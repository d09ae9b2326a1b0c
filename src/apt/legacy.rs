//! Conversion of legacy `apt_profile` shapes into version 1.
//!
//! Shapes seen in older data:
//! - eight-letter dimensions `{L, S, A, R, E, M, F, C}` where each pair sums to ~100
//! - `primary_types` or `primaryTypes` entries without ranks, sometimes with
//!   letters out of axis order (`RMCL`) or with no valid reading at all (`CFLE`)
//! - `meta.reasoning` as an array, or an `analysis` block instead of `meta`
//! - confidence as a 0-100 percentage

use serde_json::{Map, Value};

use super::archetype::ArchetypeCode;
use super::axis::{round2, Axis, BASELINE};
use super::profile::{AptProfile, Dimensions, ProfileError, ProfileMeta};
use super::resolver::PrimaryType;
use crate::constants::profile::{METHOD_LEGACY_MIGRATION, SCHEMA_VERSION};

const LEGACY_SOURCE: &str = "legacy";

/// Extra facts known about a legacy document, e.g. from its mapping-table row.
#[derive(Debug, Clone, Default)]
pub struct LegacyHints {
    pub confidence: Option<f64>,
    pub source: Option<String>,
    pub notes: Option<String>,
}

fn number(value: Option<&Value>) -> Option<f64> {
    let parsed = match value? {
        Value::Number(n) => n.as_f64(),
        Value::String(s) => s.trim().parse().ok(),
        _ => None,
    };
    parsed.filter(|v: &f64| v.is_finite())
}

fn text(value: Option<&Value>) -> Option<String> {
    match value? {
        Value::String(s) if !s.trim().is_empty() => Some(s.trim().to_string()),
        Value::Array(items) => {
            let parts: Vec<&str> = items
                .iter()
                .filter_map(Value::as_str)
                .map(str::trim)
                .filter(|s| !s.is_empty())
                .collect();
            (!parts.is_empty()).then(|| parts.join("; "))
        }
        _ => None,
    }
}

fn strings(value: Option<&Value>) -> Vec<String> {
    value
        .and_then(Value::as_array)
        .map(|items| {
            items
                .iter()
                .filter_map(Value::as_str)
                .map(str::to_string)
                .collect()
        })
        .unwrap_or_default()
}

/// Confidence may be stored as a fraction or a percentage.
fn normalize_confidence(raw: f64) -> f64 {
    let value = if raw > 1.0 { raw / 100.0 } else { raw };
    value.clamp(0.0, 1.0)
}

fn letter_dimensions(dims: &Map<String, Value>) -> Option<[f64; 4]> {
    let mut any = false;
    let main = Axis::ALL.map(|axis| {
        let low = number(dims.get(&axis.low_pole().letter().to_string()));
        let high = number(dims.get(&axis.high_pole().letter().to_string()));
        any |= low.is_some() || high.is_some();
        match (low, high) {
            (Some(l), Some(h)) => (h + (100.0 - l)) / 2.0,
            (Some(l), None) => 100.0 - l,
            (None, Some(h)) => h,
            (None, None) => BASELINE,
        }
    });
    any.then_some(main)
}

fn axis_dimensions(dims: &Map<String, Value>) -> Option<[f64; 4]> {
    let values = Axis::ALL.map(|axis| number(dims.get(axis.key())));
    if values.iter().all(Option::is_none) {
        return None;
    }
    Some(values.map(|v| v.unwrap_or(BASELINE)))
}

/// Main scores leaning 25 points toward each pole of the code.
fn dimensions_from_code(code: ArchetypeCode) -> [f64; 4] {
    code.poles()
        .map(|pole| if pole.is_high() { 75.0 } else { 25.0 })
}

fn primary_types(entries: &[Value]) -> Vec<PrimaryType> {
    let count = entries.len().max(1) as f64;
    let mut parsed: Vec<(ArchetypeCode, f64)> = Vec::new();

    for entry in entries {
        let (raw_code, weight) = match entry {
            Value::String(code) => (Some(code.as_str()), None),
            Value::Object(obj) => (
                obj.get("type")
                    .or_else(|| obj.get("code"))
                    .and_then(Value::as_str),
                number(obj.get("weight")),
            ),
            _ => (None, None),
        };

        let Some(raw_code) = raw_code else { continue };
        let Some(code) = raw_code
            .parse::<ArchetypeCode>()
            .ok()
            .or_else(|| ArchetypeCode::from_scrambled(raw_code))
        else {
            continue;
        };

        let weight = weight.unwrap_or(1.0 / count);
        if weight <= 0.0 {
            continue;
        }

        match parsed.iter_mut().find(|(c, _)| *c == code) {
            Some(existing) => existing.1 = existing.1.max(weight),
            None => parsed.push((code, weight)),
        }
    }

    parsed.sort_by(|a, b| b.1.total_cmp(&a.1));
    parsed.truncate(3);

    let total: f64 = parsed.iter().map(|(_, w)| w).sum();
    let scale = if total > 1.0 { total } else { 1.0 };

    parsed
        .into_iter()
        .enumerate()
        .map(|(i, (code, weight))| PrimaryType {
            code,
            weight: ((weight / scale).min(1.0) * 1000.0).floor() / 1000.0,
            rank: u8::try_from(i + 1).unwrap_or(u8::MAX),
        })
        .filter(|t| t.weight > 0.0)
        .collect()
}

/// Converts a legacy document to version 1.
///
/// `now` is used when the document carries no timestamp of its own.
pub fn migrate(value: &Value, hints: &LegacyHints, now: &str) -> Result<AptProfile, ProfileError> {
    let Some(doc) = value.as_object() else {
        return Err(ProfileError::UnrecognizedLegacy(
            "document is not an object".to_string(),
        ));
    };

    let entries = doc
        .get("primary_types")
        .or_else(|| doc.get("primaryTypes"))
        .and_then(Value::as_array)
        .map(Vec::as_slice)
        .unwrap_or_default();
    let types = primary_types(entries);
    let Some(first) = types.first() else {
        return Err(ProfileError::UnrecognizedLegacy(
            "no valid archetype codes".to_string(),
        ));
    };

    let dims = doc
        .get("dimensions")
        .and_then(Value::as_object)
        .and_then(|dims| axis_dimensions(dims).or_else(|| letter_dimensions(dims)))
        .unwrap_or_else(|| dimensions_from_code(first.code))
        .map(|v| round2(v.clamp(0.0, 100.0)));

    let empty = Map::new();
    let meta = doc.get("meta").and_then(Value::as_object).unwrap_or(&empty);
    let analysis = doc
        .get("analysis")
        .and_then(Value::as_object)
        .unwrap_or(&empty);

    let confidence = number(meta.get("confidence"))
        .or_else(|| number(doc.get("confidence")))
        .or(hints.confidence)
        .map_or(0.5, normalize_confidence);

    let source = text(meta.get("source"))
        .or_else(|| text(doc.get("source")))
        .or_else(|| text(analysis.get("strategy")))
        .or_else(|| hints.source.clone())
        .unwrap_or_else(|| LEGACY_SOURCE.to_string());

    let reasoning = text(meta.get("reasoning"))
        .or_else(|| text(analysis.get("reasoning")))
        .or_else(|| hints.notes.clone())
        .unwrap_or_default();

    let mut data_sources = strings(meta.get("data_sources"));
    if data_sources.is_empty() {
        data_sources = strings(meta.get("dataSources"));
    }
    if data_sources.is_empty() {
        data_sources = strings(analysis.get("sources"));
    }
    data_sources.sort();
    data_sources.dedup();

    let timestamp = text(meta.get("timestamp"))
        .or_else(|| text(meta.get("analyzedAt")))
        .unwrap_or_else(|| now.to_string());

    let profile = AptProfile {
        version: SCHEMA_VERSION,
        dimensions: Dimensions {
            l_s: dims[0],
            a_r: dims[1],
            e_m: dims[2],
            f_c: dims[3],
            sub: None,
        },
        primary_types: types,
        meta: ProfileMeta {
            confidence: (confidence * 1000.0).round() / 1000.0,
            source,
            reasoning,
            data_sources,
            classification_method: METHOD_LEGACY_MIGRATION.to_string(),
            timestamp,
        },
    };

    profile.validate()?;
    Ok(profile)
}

•••

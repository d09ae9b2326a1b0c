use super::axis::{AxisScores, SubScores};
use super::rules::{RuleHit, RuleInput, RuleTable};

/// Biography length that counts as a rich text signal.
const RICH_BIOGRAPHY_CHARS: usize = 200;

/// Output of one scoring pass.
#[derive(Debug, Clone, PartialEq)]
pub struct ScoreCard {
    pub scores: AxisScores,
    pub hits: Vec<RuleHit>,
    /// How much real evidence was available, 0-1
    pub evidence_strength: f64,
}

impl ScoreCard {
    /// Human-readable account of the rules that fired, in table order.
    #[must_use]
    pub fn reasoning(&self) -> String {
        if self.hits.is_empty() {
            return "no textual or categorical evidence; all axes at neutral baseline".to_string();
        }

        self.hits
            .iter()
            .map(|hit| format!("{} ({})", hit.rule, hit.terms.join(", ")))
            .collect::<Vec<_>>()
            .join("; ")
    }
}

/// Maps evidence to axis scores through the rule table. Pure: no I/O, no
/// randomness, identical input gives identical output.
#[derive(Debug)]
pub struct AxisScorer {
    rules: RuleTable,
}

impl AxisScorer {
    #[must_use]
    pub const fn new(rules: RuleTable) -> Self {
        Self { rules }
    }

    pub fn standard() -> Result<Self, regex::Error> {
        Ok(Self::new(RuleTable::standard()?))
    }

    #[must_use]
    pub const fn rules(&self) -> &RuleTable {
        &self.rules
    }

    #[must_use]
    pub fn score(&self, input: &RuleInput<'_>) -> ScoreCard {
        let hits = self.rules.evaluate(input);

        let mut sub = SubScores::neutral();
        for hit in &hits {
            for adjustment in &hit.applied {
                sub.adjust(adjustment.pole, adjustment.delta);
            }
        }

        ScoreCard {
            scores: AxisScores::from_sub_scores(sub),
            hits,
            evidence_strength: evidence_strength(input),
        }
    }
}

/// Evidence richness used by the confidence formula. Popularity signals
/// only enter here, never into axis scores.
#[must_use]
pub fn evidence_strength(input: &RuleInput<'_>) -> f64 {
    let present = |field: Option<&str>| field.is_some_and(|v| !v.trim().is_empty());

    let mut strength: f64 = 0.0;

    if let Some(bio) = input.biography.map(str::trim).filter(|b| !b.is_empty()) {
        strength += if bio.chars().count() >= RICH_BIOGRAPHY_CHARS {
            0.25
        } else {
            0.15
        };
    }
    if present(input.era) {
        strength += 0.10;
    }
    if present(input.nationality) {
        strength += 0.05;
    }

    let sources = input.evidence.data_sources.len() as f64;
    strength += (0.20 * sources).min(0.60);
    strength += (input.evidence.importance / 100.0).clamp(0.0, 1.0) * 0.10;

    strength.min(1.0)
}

•••

Exercise goal: Report the number of lines in these entries that hold the word "entry". Add nothing else.

Task output: 2